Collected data
══════
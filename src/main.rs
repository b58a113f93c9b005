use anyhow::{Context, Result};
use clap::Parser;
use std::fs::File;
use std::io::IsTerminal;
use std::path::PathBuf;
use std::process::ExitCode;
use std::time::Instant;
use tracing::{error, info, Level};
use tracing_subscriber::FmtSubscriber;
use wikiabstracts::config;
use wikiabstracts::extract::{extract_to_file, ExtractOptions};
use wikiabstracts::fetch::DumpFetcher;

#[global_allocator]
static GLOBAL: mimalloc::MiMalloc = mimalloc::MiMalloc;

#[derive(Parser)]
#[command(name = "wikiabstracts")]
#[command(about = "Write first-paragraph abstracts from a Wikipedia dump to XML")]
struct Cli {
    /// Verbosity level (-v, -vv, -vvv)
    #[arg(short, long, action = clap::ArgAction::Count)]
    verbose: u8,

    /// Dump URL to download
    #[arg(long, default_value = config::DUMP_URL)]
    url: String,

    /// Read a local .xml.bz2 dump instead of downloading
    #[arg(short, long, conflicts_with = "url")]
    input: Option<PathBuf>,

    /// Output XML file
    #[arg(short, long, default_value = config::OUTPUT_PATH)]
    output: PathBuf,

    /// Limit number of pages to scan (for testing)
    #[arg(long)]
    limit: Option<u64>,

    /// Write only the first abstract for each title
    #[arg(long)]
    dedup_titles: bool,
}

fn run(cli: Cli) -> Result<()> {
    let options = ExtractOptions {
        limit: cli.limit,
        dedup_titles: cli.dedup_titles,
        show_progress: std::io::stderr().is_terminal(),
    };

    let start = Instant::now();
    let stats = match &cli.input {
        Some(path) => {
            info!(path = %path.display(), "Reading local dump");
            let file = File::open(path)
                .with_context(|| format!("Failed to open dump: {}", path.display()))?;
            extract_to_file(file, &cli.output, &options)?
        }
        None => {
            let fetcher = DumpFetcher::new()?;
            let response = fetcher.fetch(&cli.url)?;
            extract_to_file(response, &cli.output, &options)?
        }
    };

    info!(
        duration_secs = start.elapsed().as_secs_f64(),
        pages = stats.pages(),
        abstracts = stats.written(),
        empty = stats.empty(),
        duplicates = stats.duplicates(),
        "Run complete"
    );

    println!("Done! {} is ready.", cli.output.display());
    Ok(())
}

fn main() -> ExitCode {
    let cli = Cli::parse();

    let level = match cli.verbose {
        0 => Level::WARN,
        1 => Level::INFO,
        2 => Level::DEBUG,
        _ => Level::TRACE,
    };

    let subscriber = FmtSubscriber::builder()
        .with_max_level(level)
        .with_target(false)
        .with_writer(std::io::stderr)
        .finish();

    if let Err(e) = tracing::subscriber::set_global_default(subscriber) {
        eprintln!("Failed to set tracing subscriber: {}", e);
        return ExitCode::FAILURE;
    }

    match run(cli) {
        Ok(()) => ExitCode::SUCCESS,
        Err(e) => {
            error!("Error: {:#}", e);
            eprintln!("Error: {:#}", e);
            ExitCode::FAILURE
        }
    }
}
══════
### Requirement
All of the data must be set down again exactly.

### Written answer
filename src/main.rs
repository b58a113f93c9b005
use anyhow::{Context, Result};
use clap::Parser;
use std::fs::File;
use std::io::IsTerminal;
use std::path::PathBuf;
use std::process::ExitCode;
use std::time::Instant;
use tracing::{error, info, Level};
use tracing_subscriber::FmtSubscriber;
use wikiabstracts::config;
use wikiabstracts::extract::{extract_to_file, ExtractOptions};
use wikiabstracts::fetch::DumpFetcher;

#[global_allocator]
static GLOBAL: mimalloc::MiMalloc = mimalloc::MiMalloc;

#[derive(Parser)]
#[command(name = "wikiabstracts")]
#[command(about = "Write first-paragraph abstracts from a Wikipedia dump to XML")]
struct Cli {
    /// Verbosity level (-v, -vv, -vvv)
    #[arg(short, long, action = clap::ArgAction::Count)]
    verbose: u8,

    /// Dump URL to download
    #[arg(long, default_value = config::DUMP_URL)]
    url: String,

    /// Read a local .xml.bz2 dump instead of downloading
    #[arg(short, long, conflicts_with = "url")]
    input: Option<PathBuf>,

    /// Output XML file
    #[arg(short, long, default_value = config::OUTPUT_PATH)]
    output: PathBuf,

    /// Limit number of pages to scan (for testing)
    #[arg(long)]
    limit: Option<u64>,

    /// Write only the first abstract for each title
    #[arg(long)]
    dedup_titles: bool,
}

fn run(cli: Cli) -> Result<()> {
    let options = ExtractOptions {
        limit: cli.limit,
        dedup_titles: cli.dedup_titles,
        show_progress: std::io::stderr().is_terminal(),
    };

    let start = Instant::now();
    let stats = match &cli.input {
        Some(path) => {
            info!(path = %path.display(), "Reading local dump");
            let file = File::open(path)
                .with_context(|| format!("Failed to open dump: {}", path.display()))?;
            extract_to_file(file, &cli.output, &options)?
        }
        None => {
            let fetcher = DumpFetcher::new()?;
            let response = fetcher.fetch(&cli.url)?;
            extract_to_file(response, &cli.output, &options)?
        }
    };

    info!(
        duration_secs = start.elapsed().as_secs_f64(),
        pages = stats.pages(),
        abstracts = stats.written(),
        empty = stats.empty(),
        duplicates = stats.duplicates(),
        "Run complete"
    );

    println!("Done! {} is ready.", cli.output.display());
    Ok(())
}

fn main() -> ExitCode {
    let cli = Cli::parse();

    let level = match cli.verbose {
        0 => Level::WARN,
        1 => Level::INFO,
        2 => Level::DEBUG,
        _ => Level::TRACE,
    };

    let subscriber = FmtSubscriber::builder()
        .with_max_level(level)
        .with_target(false)
        .with_writer(std::io::stderr)
        .finish();

    if let Err(e) = tracing::subscriber::set_global_default(subscriber) {
        eprintln!("Failed to set tracing subscriber: {}", e);
        return ExitCode::FAILURE;
    }

    match run(cli) {
        Ok(()) => ExitCode::SUCCESS,
        Err(e) => {
            error!("Error: {:#}", e);
            eprintln!("Error: {:#}", e);
            ExitCode::FAILURE
        }
    }
}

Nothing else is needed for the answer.